# Celtic Meadows waiting room...



## Mamaboyd (Oct 10, 2013)

Well, we have 3 does that were in with our buck starting Nov 17, one doe for sure was serviced many,many times the first day, lol, the other 2 does , well anything is possible behind closed doors in the middle of the night . They are all starting udders and one doe had some white stringy mucus today, just a bit. The other 2 does have slight clear mucus, just tiny amounts. They are getting quite large and like to spend lots of time lying down chomping on the hay. Our 4th doe came out of heat a week before our buck arrived so assuming she is not due til May as she was giving the buck lots of run arounds lol, but she too is developing an udder. Time to get the monitor installed this weekend! So excited as this is our first time with breeding goats.


----------



## ksalvagno (Oct 6, 2009)

Good luck!


----------



## Mamaboyd (Oct 10, 2013)

Thanks Karen


----------



## canyontrailgoats (Jan 4, 2014)

Good luck and happy kidding! You're about to experience the best part of goat raising...BABIES! :wahoo:


----------



## Mamaboyd (Oct 10, 2013)

Thanks!! ::


----------



## Chadwick (Jan 24, 2014)

Yay momma B!


----------



## Mamaboyd (Oct 10, 2013)

Thank you Chadwick


----------



## Mamaboyd (Oct 10, 2013)

Now to come up with some good Irish/Scottish/Celtic names!!


----------



## Chadwick (Jan 24, 2014)

Make sure we get pictures! I hope it all goes super smooth for you!


----------



## Chadwick (Jan 24, 2014)

Yes ma'am !


----------



## Mamaboyd (Oct 10, 2013)

Chadwick said:


> Make sure we get pictures! I hope it all goes super smooth for you!

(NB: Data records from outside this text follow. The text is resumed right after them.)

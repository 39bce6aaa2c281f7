//! # Error Handling
//!
//! Custom error types and their conversion to HTTP responses.
//!
//! Every error returned from a handler is serialized to a consistent JSON
//! body:
//!
//! ```json
//! {
//!   "error": {
//!     "type": "bad_request",
//!     "message": "No file field in multipart payload",
//!     "timestamp": "2025-01-01T12:00:00Z"
//!   }
//! }
//! ```

use actix_web::{HttpResponse, ResponseError};
use serde_json::json;
use std::fmt;

/// Application error type covering every failure a handler can surface.
///
/// ## HTTP Status Code Mapping:
/// - `Internal`/`ConfigError`/`Transcription` → 500
/// - `BadRequest`/`ValidationError` → 400
/// - `NotFound` → 404
#[derive(Debug)]
pub enum AppError {
    /// Server-side problems (I/O failures, lock poisoning, etc.)
    Internal(String),

    /// Client sent invalid or malformed data
    BadRequest(String),

    /// Requested resource was not found
    NotFound(String),

    /// Configuration file or environment variable problems
    ConfigError(String),

    /// User input failed validation rules
    ValidationError(String),

    /// Speech model failure: model not loaded, undecodable audio,
    /// or inference error. The contract maps all of these to a generic
    /// server error rather than returning a partial transcription.
    Transcription(String),
}

impl fmt::Display for AppError {
    fn fmt(&self, f: &mut fmt::Formatter<'_>) -> fmt::Result {
        match self {
            AppError::Internal(msg) => write!(f, "Internal error: {}", msg),
            AppError::BadRequest(msg) => write!(f, "Bad request: {}", msg),
            AppError::NotFound(msg) => write!(f, "Not found: {}", msg),
            AppError::ConfigError(msg) => write!(f, "Configuration error: {}", msg),
            AppError::ValidationError(msg) => write!(f, "Validation error: {}", msg),
            AppError::Transcription(msg) => write!(f, "Transcription error: {}", msg),
        }
    }
}

impl ResponseError for AppError {
    fn error_response(&self) -> HttpResponse {
        let (status, error_type, message) = match self {
            AppError::Internal(msg) => (
                actix_web::http::StatusCode::INTERNAL_SERVER_ERROR,
                "internal_error",
                msg.clone(),
            ),
            AppError::BadRequest(msg) => (
                actix_web::http::StatusCode::BAD_REQUEST,
                "bad_request",
                msg.clone(),
            ),
            AppError::NotFound(msg) => (
                actix_web::http::StatusCode::NOT_FOUND,
                "not_found",
                msg.clone(),
            ),
            AppError::ConfigError(msg) => (
                actix_web::http::StatusCode::INTERNAL_SERVER_ERROR,
                "config_error",
                msg.clone(),
            ),
            AppError::ValidationError(msg) => (
                actix_web::http::StatusCode::BAD_REQUEST,
                "validation_error",
                msg.clone(),
            ),
            AppError::Transcription(msg) => (
                actix_web::http::StatusCode::INTERNAL_SERVER_ERROR,
                "transcription_error",
                msg.clone(),
            ),
        };

        HttpResponse::build(status).json(json!({
            "error": {
                "type": error_type,
                "message": message,
                "timestamp": chrono::Utc::now().to_rfc3339()
            }
        }))
    }
}

impl From<anyhow::Error> for AppError {
    fn from(err: anyhow::Error) -> Self {
        AppError::Internal(err.to_string())
    }
}

/// JSON parsing errors are the client's fault, not the server's.
impl From<serde_json::Error> for AppError {
    fn from(err: serde_json::Error) -> Self {
        AppError::BadRequest(format!("JSON parsing error: {}", err))
    }
}

impl From<config::ConfigError> for AppError {
    fn from(err: config::ConfigError) -> Self {
        AppError::ConfigError(err.to_string())
    }
}

impl From<std::io::Error> for AppError {
    fn from(err: std::io::Error) -> Self {
        AppError::Internal(format!("I/O error: {}", err))
    }
}

/// Shorthand for `Result<T, AppError>`.
pub type AppResult<T> = Result<T, AppError>;

#[cfg(test)]
mod tests {
    use super::*;

    #[test]
    fn test_status_code_mapping() {
        let resp = AppError::BadRequest("bad".to_string()).error_response();
        assert_eq!(resp.status(), actix_web::http::StatusCode::BAD_REQUEST);

        let resp = AppError::Transcription("model not loaded".to_string()).error_response();
        assert_eq!(
            resp.status(),
            actix_web::http::StatusCode::INTERNAL_SERVER_ERROR
        );

        let resp = AppError::NotFound("missing".to_string()).error_response();
        assert_eq!(resp.status(), actix_web::http::StatusCode::NOT_FOUND);
    }

    #[test]
    fn test_display_includes_message() {
        let err = AppError::ValidationError("field required".to_string());
        assert!(err.to_string().contains("field required"));
    }
}
//! # Upload Handler
//!
//! `POST /upload`: pure acknowledgment echo. The file is read fully into
//! memory and its filename and byte count are reported back; nothing is
//! persisted, scanned, or size-limited.

use crate::error::AppResult;
use crate::handlers::multipart::collect_file_field;
use actix_multipart::Multipart;
use actix_web::HttpResponse;
use serde_json::json;
use tracing::info;

/// `POST /upload` handler.
pub async fn upload_file(payload: Multipart) -> AppResult<HttpResponse> {
    let file = collect_file_field(payload, "file").await?;

    info!(
        filename = %file.filename,
        size_bytes = file.bytes.len(),
        "File received"
    );

    Ok(HttpResponse::Ok().json(json!({
        "message": format!(
            "Received file {} with {} bytes.",
            file.filename,
            file.bytes.len()
        )
    })))
}

#[cfg(test)]
mod tests {
    use super::*;
    use crate::handlers::multipart::test_support::{content_type, multipart_body};
    use actix_web::{test, web, App};
    use serde_json::Value;

    #[actix_web::test]
    async fn test_upload_echoes_filename_and_size() {
        let app = test::init_service(
            App::new().route("/upload", web::post().to(upload_file)),
        )
        .await;

        let req = test::TestRequest::post()
            .uri("/upload")
            .insert_header(("content-type", content_type()))
            .set_payload(multipart_body("file", "notes.txt", b"hello world"))
            .to_request();
        let body: Value = test::call_and_read_body_json(&app, req).await;

        assert_eq!(body["message"], "Received file notes.txt with 11 bytes.");
    }

    #[actix_web::test]
    async fn test_upload_acknowledges_zero_byte_file() {
        let app = test::init_service(
            App::new().route("/upload", web::post().to(upload_file)),
        )
        .await;

        let req = test::TestRequest::post()
            .uri("/upload")
            .insert_header(("content-type", content_type()))
            .set_payload(multipart_body("file", "empty.bin", b""))
            .to_request();
        let body: Value = test::call_and_read_body_json(&app, req).await;

        assert_eq!(body["message"], "Received file empty.bin with 0 bytes.");
    }

    #[actix_web::test]
    async fn test_upload_rejects_missing_file_field() {
        let app = test::init_service(
            App::new().route("/upload", web::post().to(upload_file)),
        )
        .await;

        let req = test::TestRequest::post()
            .uri("/upload")
            .insert_header(("content-type", content_type()))
            .set_payload(multipart_body("attachment", "notes.txt", b"hello"))
            .to_request();
        let resp = test::call_service(&app, req).await;

        assert!(resp.status().is_client_error());
    }
}
//! # Configuration Management
//!
//! Loads application configuration from multiple sources:
//! - TOML configuration file (config.toml)
//! - Environment variables (with APP_ prefix)
//! - Default values (built into the code)
//!
//! ## Configuration Priority (highest to lowest):
//! 1. Environment variables (APP_SERVER_HOST, APP_SERVER_PORT, etc.)
//! 2. Configuration file (config.toml)
//! 3. Default values (defined in the Default impl)

use anyhow::Result;
use serde::{Deserialize, Serialize};
use std::env;

/// Main application configuration that contains all settings.
#[derive(Debug, Clone, Serialize, Deserialize)]
pub struct AppConfig {
    pub server: ServerConfig,
    pub models: ModelsConfig,
    pub limits: LimitsConfig,
}

/// Server-specific configuration settings.
///
/// ## Common values:
/// - `host = "127.0.0.1"`: Only accept connections from localhost (development)
/// - `host = "0.0.0.0"`: Accept connections from any IP address (production)
#[derive(Debug, Clone, Serialize, Deserialize)]
pub struct ServerConfig {
    pub host: String,
    pub port: u16,
}

/// Speech model configuration.
///
/// ## Fields:
/// - `whisper_model`: Whisper variant to load at startup ("tiny", "base",
///   "small", "medium", "large"). Smaller is faster, larger is more accurate.
/// - `device`: Compute device preference ("auto", "cpu", "cuda", "metal").
#[derive(Debug, Clone, Serialize, Deserialize)]
pub struct ModelsConfig {
    pub whisper_model: String,
    pub device: String,
}

/// Request size limits.
///
/// Only the transcription endpoint is capped: its payload is spooled to disk
/// and decoded, so an unbounded body would tie up the model task. The upload
/// endpoint is a pure acknowledgment echo and carries no limit.
#[derive(Debug, Clone, Serialize, Deserialize)]
pub struct LimitsConfig {
    pub max_transcribe_bytes: usize,
}

impl Default for AppConfig {
    fn default() -> Self {
        Self {
            server: ServerConfig {
                host: "127.0.0.1".to_string(),
                port: 8080,
            },
            models: ModelsConfig {
                whisper_model: "base".to_string(),
                device: "auto".to_string(),
            },
            limits: LimitsConfig {
                max_transcribe_bytes: 50 * 1024 * 1024, // 50MB
            },
        }
    }
}

impl AppConfig {
    /// Load configuration from all sources in priority order.
    ///
    /// `HOST` and `PORT` are honored without the APP_ prefix because
    /// deployment platforms commonly inject them that way.
    pub fn load() -> Result<Self> {
        let mut settings = config::Config::builder()
            .add_source(config::Config::try_from(&AppConfig::default())?)
            .add_source(config::File::with_name("config").required(false))
            .add_source(config::Environment::with_prefix("APP").separator("_"));

        if let Ok(host) = env::var("HOST") {
            settings = settings.set_override("server.host", host)?;
        }

        if let Ok(port) = env::var("PORT") {
            settings = settings.set_override("server.port", port)?;
        }

        let config = settings.build()?.try_deserialize()?;
        Ok(config)
    }

    /// Validate that the configuration values make sense.
    ///
    /// Catches bad values at startup instead of failing on the first request.
    pub fn validate(&self) -> Result<()> {
        if self.server.port == 0 {
            return Err(anyhow::anyhow!("Server port cannot be 0"));
        }

        if self.limits.max_transcribe_bytes == 0 {
            return Err(anyhow::anyhow!(
                "Max transcribe bytes must be greater than 0"
            ));
        }

        if self
            .models
            .whisper_model
            .parse::<crate::transcription::ModelSize>()
            .is_err()
        {
            return Err(anyhow::anyhow!(
                "Unknown whisper model '{}' (expected tiny, base, small, medium, or large)",
                self.models.whisper_model
            ));
        }

        Ok(())
    }
}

Going to have to steal my daughter's camera! My cell phone takes crappy pics lol. I hope everything goes smoothly too, of course it will likely happen when my hubby goes back to work after being off all winter haha


----------



## Chadwick (Jan 24, 2014)

I came up with a funny one the other day

Catherine McGoatie

Do you want anglicized , traditional, or sounds Celtic ?


----------



## Mamaboyd (Oct 10, 2013)

Chadwick said:


> I came up with a funny one the other day
> 
> Catherine McGoatie
> 
> Do you want anglicized , traditional, or sounds Celtic ?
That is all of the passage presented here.